Input START
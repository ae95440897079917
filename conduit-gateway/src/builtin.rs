//! Built-in middlewares.

use crate::error::GatewayError;
use crate::middleware::{ErrorOutcome, HookResult, Middleware, PipelineContext};
use crate::request::RequestConfig;
use crate::response::Response;
use async_trait::async_trait;

/// Logging middleware that traces every phase of a request.
///
/// Register it last so it wraps everything else: it then logs the final
/// request configuration and the fully processed response or error.
pub struct LoggingMiddleware {
    log_headers: bool,
}

impl LoggingMiddleware {
    /// Create a new logging middleware.
    pub fn new() -> Self {
        Self { log_headers: false }
    }

    /// Enable logging of headers.
    pub fn with_headers(mut self) -> Self {
        self.log_headers = true;
        self
    }
}

impl Default for LoggingMiddleware {
    fn default() -> Self {
        Self::new()
    }
}

#[async_trait]
impl Middleware for LoggingMiddleware {
    fn name(&self) -> &str {
        "logging"
    }

    async fn on_request(&self, config: RequestConfig) -> HookResult<RequestConfig> {
        tracing::debug!(
            method = %config.method,
            path = %config.path,
            retry = config.meta.retry_count,
            "Sending gateway request"
        );

        if self.log_headers {
            for (name, value) in &config.headers {
                tracing::trace!(header = %name, value = %value, "Request header");
            }
        }

        Ok(config)
    }

    async fn on_response(&self, response: Response) -> HookResult<Response> {
        tracing::debug!(
            method = %response.config().method,
            path = %response.config().path,
            status = response.status(),
            from_cache = response.is_from_cache(),
            retries = response.config().meta.retry_count,
            "Received gateway response"
        );

        if self.log_headers {
            for (name, value) in response.headers() {
                tracing::trace!(header = %name, value = %value, "Response header");
            }
        }

        Ok(response)
    }

    async fn on_error(&self, error: GatewayError, _ctx: &PipelineContext<'_>) -> ErrorOutcome {
        tracing::warn!(
            method = %error.config.method,
            path = %error.config.path,
            kind = %error.kind,
            status = ?error.status,
            code = ?error.code,
            retries = error.config.meta.retry_count,
            "Gateway request failed: {}",
            error.message
        );
        ErrorOutcome::Continue(error)
    }
}

/// Authentication middleware that adds an auth header to every request.
pub struct AuthMiddleware {
    auth_type: AuthType,
}

enum AuthType {
    Bearer(String),
    Basic { username: String, password: String },
    ApiKey { header: String, key: String },
}

impl AuthMiddleware {
    /// Create a bearer token middleware.
    pub fn bearer(token: impl Into<String>) -> Self {
        Self {
            auth_type: AuthType::Bearer(token.into()),
        }
    }

    /// Create a basic auth middleware.
    pub fn basic(username: impl Into<String>, password: impl Into<String>) -> Self {
        Self {
            auth_type: AuthType::Basic {
                username: username.into(),
                password: password.into(),
            },
        }
    }

    /// Create an API key middleware.
    pub fn api_key(header: impl Into<String>, key: impl Into<String>) -> Self {
        Self {
            auth_type: AuthType::ApiKey {
                header: header.into(),
                key: key.into(),
            },
        }
    }

    fn header(&self) -> (String, String) {
        match &self.auth_type {
            AuthType::Bearer(token) => ("Authorization".to_string(), format!("Bearer {}", token)),
            AuthType::Basic { username, password } => {
                use base64::Engine;
                let credentials = base64::engine::general_purpose::STANDARD
                    .encode(format!("{}:{}", username, password));
                ("Authorization".to_string(), format!("Basic {}", credentials))
            }
            AuthType::ApiKey { header, key } => (header.clone(), key.clone()),
        }
    }
}

#[async_trait]
impl Middleware for AuthMiddleware {
    fn name(&self) -> &str {
        "auth"
    }

    async fn on_request(&self, mut config: RequestConfig) -> HookResult<RequestConfig> {
        let (name, value) = self.header();
        config
            .headers
            .retain(|existing, _| !existing.eq_ignore_ascii_case(&name));
        config.headers.insert(name, value);
        Ok(config)
    }
}

#[cfg(test)]
mod tests {
    use super::*;

    #[tokio::test]
    async fn test_bearer() {
        let config = AuthMiddleware::bearer("t0k3n")
            .on_request(RequestConfig::get("/x").header("authorization", "stale"))
            .await
            .unwrap();

        assert_eq!(config.header_value("Authorization"), Some("Bearer t0k3n"));
        assert_eq!(config.headers.len(), 1);
    }

    #[tokio::test]
    async fn test_basic() {
        let config = AuthMiddleware::basic("user", "pass")
            .on_request(RequestConfig::get("/x"))
            .await
            .unwrap();

        assert_eq!(config.header_value("authorization"), Some("Basic dXNlcjpwYXNz"));
    }

    #[tokio::test]
    async fn test_api_key() {
        let config = AuthMiddleware::api_key("apikey", "anon-key")
            .on_request(RequestConfig::get("/x"))
            .await
            .unwrap();

        assert_eq!(config.header_value("apikey"), Some("anon-key"));
    }

    #[tokio::test]
    async fn test_logging_passes_through() {
        let logging = LoggingMiddleware::new().with_headers();
        let config = RequestConfig::get("/x").header("X-Trace", "1");

        let out = logging.on_request(config.clone()).await.unwrap();
        assert_eq!(out, config);
        assert_eq!(logging.name(), "logging");
    }
}
//! Wall-clock abstraction used for cache expiry.

use std::sync::atomic::{AtomicU64, Ordering};
use std::time::{Duration, SystemTime, UNIX_EPOCH};

/// Source of the current time in epoch milliseconds.
pub trait Clock: Send + Sync {
    /// Milliseconds since the Unix epoch.
    fn now_millis(&self) -> u64;
}

/// Clock backed by the system time.
#[derive(Debug, Clone, Copy, Default)]
pub struct SystemClock;

impl Clock for SystemClock {
    fn now_millis(&self) -> u64 {
        SystemTime::now()
            .duration_since(UNIX_EPOCH)
            .map(|d| d.as_millis() as u64)
            .unwrap_or_default()
    }
}

/// Manually driven clock for deterministic tests.
#[derive(Debug, Default)]
pub struct ManualClock {
    now: AtomicU64,
}

impl ManualClock {
    /// Create a clock frozen at `millis`.
    pub fn new(millis: u64) -> Self {
        Self {
            now: AtomicU64::new(millis),
        }
    }

    /// Jump to an absolute time.
    pub fn set(&self, millis: u64) {
        self.now.store(millis, Ordering::SeqCst);
    }

    /// Move the clock forward.
    pub fn advance(&self, by: Duration) {
        self.now.fetch_add(by.as_millis() as u64, Ordering::SeqCst);
    }
}

impl Clock for ManualClock {
    fn now_millis(&self) -> u64 {
        self.now.load(Ordering::SeqCst)
    }
}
Input END
**Required action:**
Going through the records above, count the lines that include the word "path". Give the number alone.

**Exercise result:**
3